*** Source data Section Begins ***
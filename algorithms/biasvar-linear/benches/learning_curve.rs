use biasvar::traits::Fit;
use biasvar::ParamGuard;
use biasvar_linear::{default_lambdas, RegularizedLinearRegression};
use biasvar_preprocessing::PolynomialPipeline;
use criterion::{criterion_group, criterion_main, BenchmarkId, Criterion};

fn bench(c: &mut Criterion) {
    let data = biasvar_datasets::water_level().unwrap();
    let params = RegularizedLinearRegression::params().check().unwrap();
    let lambdas = default_lambdas::<f64>();

    let mut group = c.benchmark_group("biasvar_linear");
    for degree in [1, 4, 8] {
        let pipeline = PolynomialPipeline::params(degree)
            .check()
            .unwrap()
            .fit(&data.train)
            .unwrap();
        let train = pipeline.transform_dataset(data.train.clone()).unwrap();
        let valid = pipeline.transform_dataset(data.validation.clone()).unwrap();

        group.bench_with_input(
            BenchmarkId::new("learning_curve", degree),
            &(&train, &valid),
            |b, (train, valid)| b.iter(|| params.learning_curve(*train, *valid).unwrap()),
        );
        group.bench_with_input(
            BenchmarkId::new("validation_curve", degree),
            &(&train, &valid),
            |b, (train, valid)| {
                b.iter(|| {
                    params
                        .validation_curve(&lambdas, *train, *valid)
                        .unwrap()
                })
            },
        );
    }
    group.finish();
}

criterion_group!(benches, bench);
criterion_main!(benches);
//! Error definitions for preprocessing
use thiserror::Error;
pub type Result<T> = std::result::Result<T, PreprocessingError>;

#[derive(Error, Debug, Clone, PartialEq)]
pub enum PreprocessingError {
    #[error("not enough samples")]
    NotEnoughSamples,
    #[error("feature {0} has zero variance and cannot be normalized")]
    ZeroVariance(usize),
    #[error("polynomial degree must be at least 1, got {0}")]
    InvalidDegree(usize),
    #[error("delta degrees of freedom must be positive and finite, got {0}")]
    InvalidDdof(f32),
    #[error("expected {0} features, got {1}")]
    MismatchedFeatures(usize, usize),
    #[error(transparent)]
    BaseCrate(#[from] biasvar::Error),
}
use std::error::Error;

use biasvar::metrics::Regression;
use biasvar::traits::{Fit, Predict};
use biasvar::{Dataset, ParamGuard};
use biasvar_linear::{
    add_intercept, regularized_cost, regularized_gradient, LearningCurve,
    RegularizedLinearRegression, DEFAULT_LAMBDAS,
};
use biasvar_preprocessing::PolynomialPipeline;
use ndarray::{array, Array, Array1, ArrayView1, Axis};
use textplots::{Chart, Plot, Shape};

const DEGREE: usize = 8;

fn main() -> Result<(), Box<dyn Error>> {
    env_logger::init();

    // Read in the training, validation and test splits
    let data = biasvar_datasets::water_level()?;
    let (xmin, xmax) = range(&data.train);

    println!("Water flowing out of the dam against change in water level");
    Chart::new(180, 60, xmin as f32, xmax as f32)
        .lineplot(&Shape::Points(&points(&data.train)))
        .display();

    // Cost and gradient of the regularized hypothesis at θ = [1, 1] with λ = 1
    //
    // cost: 303.993192
    // gradient: [-15.303016, 598.250744]
    let design = add_intercept(data.train.records());
    let theta = array![1., 1.];
    let cost = regularized_cost(&theta, &design, data.train.targets(), 1.)?;
    let gradient = regularized_gradient(&theta, &design, data.train.targets(), 1.)?;
    println!("cost at theta = [1, 1]: {:.6}", cost);
    println!("gradient at theta = [1, 1]: {:.6}", gradient);

    // A straight line underfits the data
    //
    // params: [13.087904, 0.367779]
    let linear = RegularizedLinearRegression::params().lambda(0.).check()?;
    let model = linear.fit(&data.train)?;
    println!("linear fit params: {:.6}", model.theta());
    println!(
        "linear fit R2 on the validation set: {:.6}",
        model
            .predict(&data.validation)
            .r2(data.validation.targets())?
    );

    let grid = Array::range(xmin, xmax, 0.05).insert_axis(Axis(1));
    let line = model.predict(&grid);
    println!("Linear fit");
    Chart::new(180, 60, xmin as f32, xmax as f32)
        .lineplot(&Shape::Points(&points(&data.train)))
        .lineplot(&Shape::Lines(&curve(grid.column(0), line.view())))
        .display();

    // Both errors stay high for larger training sets: high bias
    let learning_curve = linear.learning_curve(&data.train, &data.validation)?;
    println!("Learning curve for linear regression");
    print_learning_curve(&learning_curve);

    // Map onto polynomial features and normalize with the training statistics
    let pipeline = PolynomialPipeline::params(DEGREE)
        .check()?
        .fit(&data.train)?;
    let train = pipeline.transform_dataset(data.train.clone())?;
    let valid = pipeline.transform_dataset(data.validation.clone())?;
    let test = pipeline.transform_dataset(data.test.clone())?;
    println!(
        "first normalized training example: {:.6}",
        train.records().row(0)
    );

    // Without regularization the polynomial follows the training data closely
    let polynomial = RegularizedLinearRegression::params().lambda(0.).check()?;
    let model = polynomial.fit(&train)?;

    let grid = Array::range(xmin - 15., xmax + 25., 0.05).insert_axis(Axis(1));
    let fitted = model.predict(&pipeline.transform(&grid)?);
    println!("Polynomial regression fit (lambda = 0)");
    Chart::new(180, 60, (xmin - 15.) as f32, (xmax + 25.) as f32)
        .lineplot(&Shape::Points(&points(&data.train)))
        .lineplot(&Shape::Lines(&curve(grid.column(0), fitted.view())))
        .display();

    // Small training error with a large gap to the validation error: high variance
    let learning_curve = polynomial.learning_curve(&train, &valid)?;
    println!("Polynomial regression learning curve (lambda = 0)");
    print_learning_curve(&learning_curve);

    // Select the regularization strength on the validation set
    let validation_curve = polynomial.validation_curve(&DEFAULT_LAMBDAS, &train, &valid)?;
    println!("lambda\t\tTrain Error\tValidation Error");
    for (lambda, train_error, valid_error) in validation_curve.iter() {
        println!("{}\t\t{:.6}\t{:.6}", lambda, train_error, valid_error);
    }

    let lambdas = validation_curve.lambdas.view();
    let lambda_max = lambdas.fold(0., |max: f64, &lambda| max.max(lambda));
    Chart::new(180, 60, 0., lambda_max as f32)
        .lineplot(&Shape::Lines(&curve(
            lambdas,
            validation_curve.train_errors.view(),
        )))
        .lineplot(&Shape::Lines(&curve(
            lambdas,
            validation_curve.validation_errors.view(),
        )))
        .display();

    // Report the test error once, with and without the penalty of the selected model
    let evaluation = validation_curve.evaluate(&train, &test)?;
    println!("best lambda: {}", evaluation.lambda);
    println!("test error: {:.6}", evaluation.test_error);
    println!(
        "test error including penalty: {:.6}",
        evaluation.regularized_test_error
    );

    Ok(())
}

fn range(dataset: &Dataset<f64>) -> (f64, f64) {
    dataset
        .records()
        .column(0)
        .fold((f64::INFINITY, f64::NEG_INFINITY), |(min, max), &x| {
            (min.min(x), max.max(x))
        })
}

fn points(dataset: &Dataset<f64>) -> Vec<(f32, f32)> {
    curve(dataset.records().column(0), dataset.targets().view())
}

fn curve(x: ArrayView1<f64>, y: ArrayView1<f64>) -> Vec<(f32, f32)> {
    x.iter()
        .zip(y.iter())
        .map(|(&x, &y)| (x as f32, y as f32))
        .collect()
}

fn print_learning_curve(learning_curve: &LearningCurve<f64>) {
    println!("# Training Examples\tTrain Error\tValidation Error");
    for (size, train_error, valid_error) in learning_curve.iter() {
        println!("  \t{}\t\t{:.6}\t{:.6}", size, train_error, valid_error);
    }

    let sizes = learning_curve
        .sizes
        .iter()
        .map(|&size| size as f64)
        .collect::<Array1<f64>>();
    Chart::new(180, 60, 0., learning_curve.len() as f32)
        .lineplot(&Shape::Lines(&curve(
            sizes.view(),
            learning_curve.train_errors.view(),
        )))
        .lineplot(&Shape::Lines(&curve(
            sizes.view(),
            learning_curve.validation_errors.view(),
        )))
        .display();
}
*** Source data Section Ends ***
__Action item__
Review the entries above and return every line where "check" appears.

__Response area__
    let params = RegularizedLinearRegression::params().check().unwrap();
            .check()
    let linear = RegularizedLinearRegression::params().lambda(0.).check()?;
        .check()?
    let polynomial = RegularizedLinearRegression::params().lambda(0.).check()?;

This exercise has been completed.